* TRY IT *
Copy the lines below verbatim. Begin with the first and end with the line containing "const DEFAULT_ADMIN_PASSWORD: &str".

* EXTRACTED INFORMATION *
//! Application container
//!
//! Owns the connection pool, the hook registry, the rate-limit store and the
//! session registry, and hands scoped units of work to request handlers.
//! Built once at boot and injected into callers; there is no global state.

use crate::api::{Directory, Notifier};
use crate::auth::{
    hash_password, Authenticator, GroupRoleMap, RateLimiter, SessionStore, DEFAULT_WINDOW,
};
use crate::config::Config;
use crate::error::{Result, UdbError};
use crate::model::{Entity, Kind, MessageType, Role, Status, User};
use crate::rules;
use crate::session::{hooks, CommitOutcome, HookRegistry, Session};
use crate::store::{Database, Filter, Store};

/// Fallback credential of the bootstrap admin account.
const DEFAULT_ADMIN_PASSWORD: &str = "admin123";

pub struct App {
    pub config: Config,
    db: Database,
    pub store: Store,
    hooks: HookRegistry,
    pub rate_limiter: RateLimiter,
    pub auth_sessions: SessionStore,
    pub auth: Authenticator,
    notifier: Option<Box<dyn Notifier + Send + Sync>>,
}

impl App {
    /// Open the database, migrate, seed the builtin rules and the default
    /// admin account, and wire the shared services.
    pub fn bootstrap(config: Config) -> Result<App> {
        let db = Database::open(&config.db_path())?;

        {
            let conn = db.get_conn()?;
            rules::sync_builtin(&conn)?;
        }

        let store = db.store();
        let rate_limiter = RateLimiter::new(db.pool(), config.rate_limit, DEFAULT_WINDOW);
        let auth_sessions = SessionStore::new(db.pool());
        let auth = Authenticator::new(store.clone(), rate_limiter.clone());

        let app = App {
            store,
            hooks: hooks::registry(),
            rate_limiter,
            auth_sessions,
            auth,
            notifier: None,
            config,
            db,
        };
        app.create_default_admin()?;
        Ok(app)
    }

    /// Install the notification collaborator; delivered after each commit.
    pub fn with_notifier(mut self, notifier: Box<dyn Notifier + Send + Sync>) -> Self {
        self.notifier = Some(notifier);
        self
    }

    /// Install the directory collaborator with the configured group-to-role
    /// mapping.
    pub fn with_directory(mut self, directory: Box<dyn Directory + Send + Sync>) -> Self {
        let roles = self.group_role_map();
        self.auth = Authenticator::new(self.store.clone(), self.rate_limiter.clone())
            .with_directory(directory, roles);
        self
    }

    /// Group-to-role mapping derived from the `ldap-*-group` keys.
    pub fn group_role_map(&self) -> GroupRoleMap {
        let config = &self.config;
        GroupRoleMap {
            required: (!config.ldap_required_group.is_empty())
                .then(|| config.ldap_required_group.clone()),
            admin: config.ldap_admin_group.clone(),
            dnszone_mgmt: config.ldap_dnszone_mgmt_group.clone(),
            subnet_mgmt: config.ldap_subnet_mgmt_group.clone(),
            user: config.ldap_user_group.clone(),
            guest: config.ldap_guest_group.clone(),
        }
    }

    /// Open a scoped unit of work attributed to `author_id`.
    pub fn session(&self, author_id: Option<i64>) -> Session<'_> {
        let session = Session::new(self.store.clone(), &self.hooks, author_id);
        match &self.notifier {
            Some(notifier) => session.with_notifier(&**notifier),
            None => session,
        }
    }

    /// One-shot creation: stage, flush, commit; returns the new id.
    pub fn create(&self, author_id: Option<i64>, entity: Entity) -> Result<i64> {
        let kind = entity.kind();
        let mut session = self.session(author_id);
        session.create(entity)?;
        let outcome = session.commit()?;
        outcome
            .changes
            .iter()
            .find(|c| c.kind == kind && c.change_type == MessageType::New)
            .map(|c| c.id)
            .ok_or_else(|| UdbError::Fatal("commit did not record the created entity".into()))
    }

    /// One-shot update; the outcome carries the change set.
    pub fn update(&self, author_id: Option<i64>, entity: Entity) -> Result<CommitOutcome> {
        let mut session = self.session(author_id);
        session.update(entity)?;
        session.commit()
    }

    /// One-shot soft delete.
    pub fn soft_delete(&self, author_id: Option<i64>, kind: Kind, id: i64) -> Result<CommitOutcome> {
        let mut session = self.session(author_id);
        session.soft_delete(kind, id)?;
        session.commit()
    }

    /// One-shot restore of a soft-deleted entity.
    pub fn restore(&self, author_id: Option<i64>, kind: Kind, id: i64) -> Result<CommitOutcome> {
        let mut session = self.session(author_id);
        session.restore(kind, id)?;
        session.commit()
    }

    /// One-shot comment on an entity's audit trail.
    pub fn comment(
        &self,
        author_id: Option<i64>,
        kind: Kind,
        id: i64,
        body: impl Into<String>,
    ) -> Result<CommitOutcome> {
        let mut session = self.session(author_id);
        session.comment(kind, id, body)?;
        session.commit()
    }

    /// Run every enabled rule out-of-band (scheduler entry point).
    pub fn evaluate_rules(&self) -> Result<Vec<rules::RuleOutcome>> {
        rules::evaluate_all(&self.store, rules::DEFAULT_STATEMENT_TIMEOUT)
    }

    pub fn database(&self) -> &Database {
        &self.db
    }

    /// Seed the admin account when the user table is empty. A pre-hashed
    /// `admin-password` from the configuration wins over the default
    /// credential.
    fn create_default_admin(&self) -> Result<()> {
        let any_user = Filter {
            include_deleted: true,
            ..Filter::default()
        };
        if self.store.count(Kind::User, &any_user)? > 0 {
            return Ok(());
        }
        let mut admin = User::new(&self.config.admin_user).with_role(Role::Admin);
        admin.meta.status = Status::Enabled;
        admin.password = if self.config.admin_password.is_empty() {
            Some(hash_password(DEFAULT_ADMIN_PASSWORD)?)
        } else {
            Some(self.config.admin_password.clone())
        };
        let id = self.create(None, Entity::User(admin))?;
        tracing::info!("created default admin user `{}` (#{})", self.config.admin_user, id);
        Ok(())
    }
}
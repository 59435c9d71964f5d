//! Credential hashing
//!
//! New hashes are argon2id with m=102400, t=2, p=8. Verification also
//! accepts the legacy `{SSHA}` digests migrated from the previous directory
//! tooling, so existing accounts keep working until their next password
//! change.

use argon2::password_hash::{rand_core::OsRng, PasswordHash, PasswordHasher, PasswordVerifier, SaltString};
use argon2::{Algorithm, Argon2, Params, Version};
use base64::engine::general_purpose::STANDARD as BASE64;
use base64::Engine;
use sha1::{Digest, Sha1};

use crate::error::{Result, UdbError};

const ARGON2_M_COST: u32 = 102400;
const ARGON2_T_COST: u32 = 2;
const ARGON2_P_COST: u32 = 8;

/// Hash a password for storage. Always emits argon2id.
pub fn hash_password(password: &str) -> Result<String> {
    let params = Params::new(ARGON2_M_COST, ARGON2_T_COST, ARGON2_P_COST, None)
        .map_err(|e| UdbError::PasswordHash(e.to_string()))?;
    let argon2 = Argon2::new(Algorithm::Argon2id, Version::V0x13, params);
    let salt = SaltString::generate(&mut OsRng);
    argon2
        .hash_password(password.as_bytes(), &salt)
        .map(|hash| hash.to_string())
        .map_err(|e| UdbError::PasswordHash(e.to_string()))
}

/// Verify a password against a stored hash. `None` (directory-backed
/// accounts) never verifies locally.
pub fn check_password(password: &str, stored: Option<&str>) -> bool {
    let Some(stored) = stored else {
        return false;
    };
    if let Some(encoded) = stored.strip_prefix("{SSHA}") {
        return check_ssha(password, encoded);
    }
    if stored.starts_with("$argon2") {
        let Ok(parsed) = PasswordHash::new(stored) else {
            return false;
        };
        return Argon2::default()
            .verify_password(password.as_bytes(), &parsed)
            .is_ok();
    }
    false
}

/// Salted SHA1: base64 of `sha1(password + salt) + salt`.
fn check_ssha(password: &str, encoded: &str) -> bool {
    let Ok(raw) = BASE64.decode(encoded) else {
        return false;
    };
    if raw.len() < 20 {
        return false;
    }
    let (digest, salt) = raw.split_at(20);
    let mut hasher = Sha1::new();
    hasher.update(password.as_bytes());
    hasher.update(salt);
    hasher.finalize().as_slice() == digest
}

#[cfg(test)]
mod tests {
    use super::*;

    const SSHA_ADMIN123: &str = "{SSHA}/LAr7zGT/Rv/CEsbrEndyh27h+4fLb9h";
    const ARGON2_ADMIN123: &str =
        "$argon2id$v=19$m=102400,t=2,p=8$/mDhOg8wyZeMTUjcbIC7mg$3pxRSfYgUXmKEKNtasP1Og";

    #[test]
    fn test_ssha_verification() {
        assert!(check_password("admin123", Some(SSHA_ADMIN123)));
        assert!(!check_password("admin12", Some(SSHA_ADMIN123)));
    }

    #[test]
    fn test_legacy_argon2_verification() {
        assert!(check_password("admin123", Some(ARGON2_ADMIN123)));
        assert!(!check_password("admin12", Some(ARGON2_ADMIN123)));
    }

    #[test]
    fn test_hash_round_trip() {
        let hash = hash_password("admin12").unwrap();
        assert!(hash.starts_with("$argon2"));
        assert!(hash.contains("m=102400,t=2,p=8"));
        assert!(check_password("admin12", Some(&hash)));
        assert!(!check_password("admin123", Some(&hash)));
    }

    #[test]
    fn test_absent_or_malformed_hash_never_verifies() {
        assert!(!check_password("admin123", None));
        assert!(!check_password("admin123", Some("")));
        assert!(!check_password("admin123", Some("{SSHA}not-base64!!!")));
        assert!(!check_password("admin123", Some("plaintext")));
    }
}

* TASK ANSWER *
//! Application container
//!
//! Owns the connection pool, the hook registry, the rate-limit store and the
//! session registry, and hands scoped units of work to request handlers.
//! Built once at boot and injected into callers; there is no global state.

use crate::api::{Directory, Notifier};
use crate::auth::{
    hash_password, Authenticator, GroupRoleMap, RateLimiter, SessionStore, DEFAULT_WINDOW,
};
use crate::config::Config;
use crate::error::{Result, UdbError};
use crate::model::{Entity, Kind, MessageType, Role, Status, User};
use crate::rules;
use crate::session::{hooks, CommitOutcome, HookRegistry, Session};
use crate::store::{Database, Filter, Store};

/// Fallback credential of the bootstrap admin account.
const DEFAULT_ADMIN_PASSWORD: &str = "admin123";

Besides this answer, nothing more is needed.